- TRY IT: Copy every line in the records below that contains the word "LogoUnavailable".

- ENTRIES PROVIDED:
□ □ □ □ □

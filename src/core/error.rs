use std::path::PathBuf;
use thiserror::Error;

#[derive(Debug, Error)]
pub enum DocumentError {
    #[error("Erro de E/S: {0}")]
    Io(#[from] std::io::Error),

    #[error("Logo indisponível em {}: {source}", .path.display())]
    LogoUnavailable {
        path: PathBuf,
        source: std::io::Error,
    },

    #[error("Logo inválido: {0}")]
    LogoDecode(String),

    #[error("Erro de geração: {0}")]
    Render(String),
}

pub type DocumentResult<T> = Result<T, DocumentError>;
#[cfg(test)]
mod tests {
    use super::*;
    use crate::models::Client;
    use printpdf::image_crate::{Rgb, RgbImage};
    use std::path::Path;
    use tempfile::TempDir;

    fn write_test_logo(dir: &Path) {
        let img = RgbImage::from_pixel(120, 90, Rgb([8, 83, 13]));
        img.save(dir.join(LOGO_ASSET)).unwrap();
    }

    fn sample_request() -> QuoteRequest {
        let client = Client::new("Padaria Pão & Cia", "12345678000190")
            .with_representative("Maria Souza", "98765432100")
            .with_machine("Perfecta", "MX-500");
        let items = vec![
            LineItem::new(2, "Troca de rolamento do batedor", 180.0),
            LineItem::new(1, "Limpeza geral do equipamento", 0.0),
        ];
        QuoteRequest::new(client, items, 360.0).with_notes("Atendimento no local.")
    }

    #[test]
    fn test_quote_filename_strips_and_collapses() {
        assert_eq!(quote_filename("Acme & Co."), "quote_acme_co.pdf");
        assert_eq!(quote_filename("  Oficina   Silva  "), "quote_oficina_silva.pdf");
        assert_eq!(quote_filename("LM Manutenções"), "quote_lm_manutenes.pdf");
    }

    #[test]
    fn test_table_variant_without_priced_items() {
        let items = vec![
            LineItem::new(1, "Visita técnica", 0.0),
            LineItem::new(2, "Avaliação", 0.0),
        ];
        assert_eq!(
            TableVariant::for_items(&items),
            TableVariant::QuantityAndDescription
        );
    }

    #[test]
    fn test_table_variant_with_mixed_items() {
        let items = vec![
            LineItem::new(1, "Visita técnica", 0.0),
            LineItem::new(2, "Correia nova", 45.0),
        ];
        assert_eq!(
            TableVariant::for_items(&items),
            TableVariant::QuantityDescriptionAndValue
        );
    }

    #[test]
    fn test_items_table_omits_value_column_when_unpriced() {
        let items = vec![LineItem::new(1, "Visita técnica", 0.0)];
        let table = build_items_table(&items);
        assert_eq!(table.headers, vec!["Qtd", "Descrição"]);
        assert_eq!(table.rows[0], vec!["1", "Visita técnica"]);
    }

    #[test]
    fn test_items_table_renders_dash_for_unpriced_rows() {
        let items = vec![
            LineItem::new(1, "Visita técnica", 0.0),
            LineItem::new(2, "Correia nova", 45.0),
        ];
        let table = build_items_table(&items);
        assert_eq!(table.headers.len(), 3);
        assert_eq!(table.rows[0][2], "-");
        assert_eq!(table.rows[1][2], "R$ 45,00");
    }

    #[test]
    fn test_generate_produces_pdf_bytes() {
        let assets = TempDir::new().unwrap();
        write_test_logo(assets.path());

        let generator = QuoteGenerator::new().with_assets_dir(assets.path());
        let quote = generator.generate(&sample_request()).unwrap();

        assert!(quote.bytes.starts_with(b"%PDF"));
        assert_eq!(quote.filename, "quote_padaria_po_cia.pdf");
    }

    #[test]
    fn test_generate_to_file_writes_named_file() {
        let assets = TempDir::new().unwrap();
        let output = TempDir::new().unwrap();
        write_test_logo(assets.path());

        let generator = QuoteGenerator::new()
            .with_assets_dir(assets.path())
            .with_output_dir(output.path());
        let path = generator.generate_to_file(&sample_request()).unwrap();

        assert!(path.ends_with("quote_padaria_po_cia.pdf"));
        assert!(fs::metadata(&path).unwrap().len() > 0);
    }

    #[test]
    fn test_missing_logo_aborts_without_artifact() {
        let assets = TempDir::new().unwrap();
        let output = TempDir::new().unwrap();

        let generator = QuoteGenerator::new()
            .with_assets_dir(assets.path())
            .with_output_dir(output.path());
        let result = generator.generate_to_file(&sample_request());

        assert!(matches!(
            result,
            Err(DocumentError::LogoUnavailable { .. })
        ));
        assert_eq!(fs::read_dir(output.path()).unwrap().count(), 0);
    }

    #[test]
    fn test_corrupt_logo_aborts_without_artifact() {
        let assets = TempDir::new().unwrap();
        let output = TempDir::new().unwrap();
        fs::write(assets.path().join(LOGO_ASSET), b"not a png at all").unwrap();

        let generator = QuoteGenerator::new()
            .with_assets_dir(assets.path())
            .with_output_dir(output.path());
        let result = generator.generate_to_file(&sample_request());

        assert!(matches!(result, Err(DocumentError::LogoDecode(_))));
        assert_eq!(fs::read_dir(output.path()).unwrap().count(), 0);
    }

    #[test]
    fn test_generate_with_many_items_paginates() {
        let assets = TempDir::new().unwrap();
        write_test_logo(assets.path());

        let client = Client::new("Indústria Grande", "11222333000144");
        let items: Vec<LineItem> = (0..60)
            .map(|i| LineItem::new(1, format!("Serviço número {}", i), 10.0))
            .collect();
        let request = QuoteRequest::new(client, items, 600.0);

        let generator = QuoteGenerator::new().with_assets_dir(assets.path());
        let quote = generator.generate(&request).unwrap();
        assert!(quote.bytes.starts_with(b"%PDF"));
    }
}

□ □ □ □ □

- ANSWER BOX:
    LogoUnavailable {
            Err(DocumentError::LogoUnavailable { .. })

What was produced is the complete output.